Jerk Gustafsson (MachineGames) : [Rires] Depuis le tout début, nous nous sommes beaucoup concentré sur les jeux à la première personne, et nous avons toujours privilégié l’expérience shooting ; et je pense qu’avoir des ennemis représentés par les nazis ajoute à cette expérience shooting, parce que quand vous jouez au jeu dans la peau du protagoniste, vous êtes motivé à libérer le monde du mal. Dans les jeux Wolfenstein, ce mal est représenté par Hitler et les nazis, et je pense que c’est une bonne cause. Vous vous battez contre l’incarnation du mal, c’est très classique de ce point de vue.
C’est l’ennemi parfait, quoi.
Absolument.
Est-ce que tu penses que de nos jours, il y a une portée politique derrière ça ?
Je ne sais pas. Wolfenstein existe depuis si longtemps maintenant. Bien sûr nous voyons les événements qui se déroulent dans le monde. Nous nous sommes posés beaucoup de questions quand on allait sortir New Colossus et qu’il y a eu le drame terrible de Charlottesville. Malgré tout, comme je le disais, nous créons des jeux d’aventure et notre but est de nous assurer que nos fans et joueurs apprécient les jeux que nous réalisons. Ceci étant dit, ils ont aussi une certaine portée politique puisque nous combattons des nazis : comme je le disais, en tant que joueur vous combattez l’incarnation du mal, bien sûr d’une certaine façon c’est politique, mais c’est ce qui se passe quand vous ajoutez des nazis à un jeu.

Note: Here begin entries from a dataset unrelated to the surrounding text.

//! Integration tests for the Arcana toolchain
//!
//! Drives the full pipeline (lex → parse → validate → transpile) over
//! whole programs, and executes the emitted Python when a host interpreter
//! is available on the machine running the suite.

use std::env;
use std::fs;
use std::process::Command;

use arcana::codegen;
use arcana::diagnostics::{Diagnostic, ErrorCode};
use arcana::{lexer, parser, validator};

/// Run the frontend pipeline and emit host text.
fn compile_source(source: &str) -> Result<String, Diagnostic> {
    let tokens = lexer::lex(source)?;
    let program = parser::parse(&tokens)?;
    validator::check(&program)?;
    Ok(codegen::transpile(&program))
}

fn compile_err(source: &str) -> ErrorCode {
    match compile_source(source) {
        Err(diag) => diag.code,
        Ok(_) => panic!("expected a diagnostic, but the program compiled"),
    }
}

/// Execute emitted Python with the host interpreter.
///
/// Returns `None` (skipping the assertion) when no `python3` binary is
/// available in the test environment.
fn run_host(py: &str) -> Option<(String, String, i32)> {
    if Command::new("python3").arg("--version").output().is_err() {
        return None;
    }

    let tmp = env::temp_dir().join(format!(
        "arcana_test_{}_{}.py",
        std::process::id(),
        py.len()
    ));
    fs::write(&tmp, py).ok()?;
    let output = Command::new("python3").arg(&tmp).output();
    let _ = fs::remove_file(&tmp);
    let output = output.ok()?;

    Some((
        String::from_utf8_lossy(&output.stdout).to_string(),
        String::from_utf8_lossy(&output.stderr).to_string(),
        output.status.code().unwrap_or(-1),
    ))
}

fn wrap_main(body: &str) -> String {
    format!(
        "<FONS></FONS><INTRODUCTIO></INTRODUCTIO><DOCTRINA>\
         FCON subjecto: nihil () -> {{ {} }};</DOCTRINA>",
        body
    )
}

// ============================================================================
// Scenario: FizzBuzz
// ============================================================================

const FIZZBUZZ: &str = r#"
<FONS></FONS>
<INTRODUCTIO></INTRODUCTIO>
<DOCTRINA>
FCON subjecto: nihil () -> {
    RECURSIO(propositio:(i <= 50), quota: i = 1) -> {
        SI propositio:(i % 15 == 0) {
            VERUM { indicant() <- ('FizzBuzz'); }
            FALSUM {
                SI propositio:(i % 3 == 0) {
                    VERUM { indicant() <- ('Fizz'); }
                    FALSUM {
                        SI propositio:(i % 5 == 0) {
                            VERUM { indicant() <- ('Buzz'); }
                            FALSUM { indicant() <- (i); }
                        };
                    }
                };
            }
        };
    };
};
</DOCTRINA>
"#;

#[test]
fn test_fizzbuzz_compiles() {
    let py = compile_source(FIZZBUZZ).expect("FizzBuzz failed to compile");
    assert!(py.contains("while (i <= 50):"));
    assert!(py.contains("print('FizzBuzz')"));
}

#[test]
fn test_fizzbuzz_output() {
    let py = compile_source(FIZZBUZZ).expect("FizzBuzz failed to compile");
    let Some((stdout, stderr, code)) = run_host(&py) else {
        return; // no host interpreter on this machine
    };
    assert_eq!(code, 0, "host run failed: {}", stderr);

    let lines: Vec<&str> = stdout.lines().collect();
    assert_eq!(lines.len(), 50);
    assert_eq!(lines[0], "1");
    assert_eq!(lines[1], "2");
    assert_eq!(lines[2], "Fizz");
    assert_eq!(lines[3], "4");
    assert_eq!(lines[4], "Buzz");
    assert_eq!(lines[13], "14");
    assert_eq!(lines[14], "FizzBuzz");
    assert_eq!(lines[44], "FizzBuzz");
    assert_eq!(lines[49], "Buzz");
}

// ============================================================================
// Scenario: structural errors
// ============================================================================

#[test]
fn test_empty_doctrina_is_p0010() {
    let code = compile_err(
        "<FONS></FONS><INTRODUCTIO></INTRODUCTIO><DOCTRINA></DOCTRINA>",
    );
    assert_eq!(code, ErrorCode::ParseMainSubjectoRequired);
}

#[test]
fn test_main_with_inte_return_is_p0011() {
    let code = compile_err(
        "<FONS></FONS><INTRODUCTIO></INTRODUCTIO><DOCTRINA>\
         FCON subjecto: inte () -> { nihil; };</DOCTRINA>",
    );
    assert_eq!(code, ErrorCode::ParseMainNihilRequired);
}

#[test]
fn test_sections_must_be_ordered() {
    let code = compile_err(
        "<INTRODUCTIO></INTRODUCTIO><FONS></FONS><DOCTRINA>\
         FCON subjecto: nihil () -> { nihil; };</DOCTRINA>",
    );
    assert_eq!(code, ErrorCode::ParseExpectedToken);
}

// ============================================================================
// Scenario: loop control placement and nesting
// ============================================================================

#[test]
fn test_break_in_main_body_is_e0101() {
    let code = compile_err(&wrap_main("effigium;"));
    assert_eq!(code, ErrorCode::BreakOutsideLoop);
}

#[test]
fn test_four_deep_recursio_is_e0103() {
    let code = compile_err(&wrap_main(
        "RECURSIO(propositio:(a < 1)) -> {\
           RECURSIO(propositio:(a < 1)) -> {\
             RECURSIO(propositio:(a < 1)) -> {\
               RECURSIO(propositio:(a < 1)) -> { nihil; };\
             };\
           };\
         };",
    ));
    assert_eq!(code, ErrorCode::LoopNestTooDeep);
}

#[test]
fn test_zero_literal_step_is_e0110() {
    let code = compile_err(&wrap_main(
        "RECURSIO(propositio:(i < 10), acceleratio: 0) -> { nihil; };",
    ));
    assert_eq!(code, ErrorCode::LoopStepNotPositive);
}

// ============================================================================
// Scenario: quota guard at runtime
// ============================================================================

#[test]
fn test_quota_exceeded_raises_r0100() {
    let source = wrap_main(
        "VCON i: inte = 0;\
         RECURSIO(propositio:(i < 10), quota: 3) -> { indicant() <- ('iter'); };",
    );
    let py = compile_source(&source).expect("program failed to compile");
    let Some((stdout, stderr, code)) = run_host(&py) else {
        return;
    };

    // Three iterations run; the guard fires on the fourth.
    assert_eq!(stdout.lines().filter(|l| *l == "iter").count(), 3);
    assert_ne!(code, 0);
    assert!(
        stderr.contains("R0100_VERITATEM_NON_ATTIGI"),
        "expected quota error in stderr, got: {}",
        stderr
    );
}

#[test]
fn test_runtime_step_guard_raises_e0110() {
    // The step only folds at runtime; the emitted guard must catch it.
    let source = wrap_main(
        "VCON i: inte = 0; VCON g: inte = 0;\
         RECURSIO(propositio:(i < 10), acceleratio: g) -> { nihil; };",
    );
    let py = compile_source(&source).expect("program failed to compile");
    let Some((_, stderr, code)) = run_host(&py) else {
        return;
    };
    assert_ne!(code, 0);
    assert!(stderr.contains("E0110_LOOP_STEP_NOT_POSITIVE"));
}

// ============================================================================
// Scenario: call arity
// ============================================================================

#[test]
fn test_indicant_is_variadic() {
    compile_source(&wrap_main("VCON a: inte = 1; VCON b: inte = 2; indicant() <- (a, b);"))
        .expect("variadic print should be accepted");
}

#[test]
fn test_user_arity_mismatch_is_e0203() {
    let code = compile_err(
        "<FONS></FONS><INTRODUCTIO>\
         FCON summa: inte (a: inte, b: inte) -> { REDITUS a + b; };\
         </INTRODUCTIO><DOCTRINA>FCON subjecto: nihil () -> {\
           summa() <- (1, 2, 3);\
         };</DOCTRINA>",
    );
    assert_eq!(code, ErrorCode::ArgCountMismatch);
}

// ============================================================================
// Scenario: cantus interpolation
// ============================================================================

#[test]
fn test_cantus_interpolation_output() {
    let source = wrap_main(
        "VCON a: inte = 1; VCON b: inte = 2; indicant() <- (cantus'x=${a + b}');",
    );
    let py = compile_source(&source).expect("program failed to compile");
    let Some((stdout, stderr, code)) = run_host(&py) else {
        return;
    };
    assert_eq!(code, 0, "host run failed: {}", stderr);
    assert_eq!(stdout.trim(), "x=3");
}

// ============================================================================
// Scenario: inequality token
// ============================================================================

#[test]
fn test_inequality_in_si_condition() {
    use arcana::ast::{BinOpKind, Expr, Stmt};

    let source = wrap_main("SI propositio:(a >< b) { VERUM { nihil; } };");
    let tokens = lexer::lex(&source).expect("lex failed");
    let program = parser::parse(&tokens).expect("parse failed");
    match &program.main.body[0].node {
        Stmt::If { cond, .. } => {
            assert!(matches!(cond.node, Expr::BinOp { op: BinOpKind::NotEq, .. }));
        }
        other => panic!("expected if statement, got {:?}", other),
    }
}

// ============================================================================
// Phase ordering and whole-file fixtures
// ============================================================================

#[test]
fn test_lex_error_wins_over_parse_error() {
    // The source has both a lexical error (~) and a structural one
    // (missing sections); the lexical one must surface.
    let err = compile_source("~ <INTRODUCTIO>").unwrap_err();
    assert!(err.message.contains('~'));
}

#[test]
fn test_parse_error_wins_over_semantic_error() {
    // `effigium;` outside a loop is a semantic error, but the missing
    // DOCTRINA section aborts earlier, in the parser.
    let err = compile_source(
        "<FONS></FONS><INTRODUCTIO>effigium;</INTRODUCTIO>",
    )
    .unwrap_err();
    assert_eq!(err.code, ErrorCode::ParseExpectedToken);
}

#[test]
fn test_move_and_globals_program() {
    let source = "<FONS>'norma';</FONS><INTRODUCTIO>\
                  VCON fons_aquae: filum = 'aqua';\
                  VCON poculum: filum;\
                  </INTRODUCTIO><DOCTRINA>FCON subjecto: nihil () -> {\
                    poculum <- fons_aquae;\
                    indicant() <- (poculum);\
                  };</DOCTRINA>";
    let py = compile_source(source).expect("program failed to compile");
    assert!(py.contains("poculum = fons_aquae"));
    let Some((stdout, _, code)) = run_host(&py) else {
        return;
    };
    assert_eq!(code, 0);
    assert_eq!(stdout.trim(), "aqua");
}

#[test]
fn test_emitted_text_is_deterministic() {
    let py1 = compile_source(FIZZBUZZ).expect("compile failed");
    let py2 = compile_source(FIZZBUZZ).expect("compile failed");
    assert_eq!(py1, py2);
}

Quelles mécaniques avez-vous développé spécifiquement pour le gameplay en coopération ?
Nous avons essayé de beaucoup nous concentrer sur l’amélioration, ou tout du moins l’ajustement de ce que nous avions précédemment réalisé. On doit s’adapter à l’aspect coopération. Par exemple, le système d’amélioration pour les armes : il est beaucoup plus fourni de façon à être sûr qu’il existe beaucoup de customisations pour les armes et personnages pour que chacun puisse assister l’autre en coopération. Nous avons des scénarios de combat un peu plus importants, grâce à Arkane qui nous a aidé sur le level design. Nous avons aussi beaucoup travaillé les routes alternatives. De plus, certaines choses sont spécifiquement dédiées à la coopération. L’un de mes éléments favoris, ce sont les emotes qui vous donnent à vous et votre sœur un buff. Nous avons réalisé avec le temps qu’elles sont très utiles en combat et plus vous les utilisez, plus vous en bénéficiez pendant les affrontements.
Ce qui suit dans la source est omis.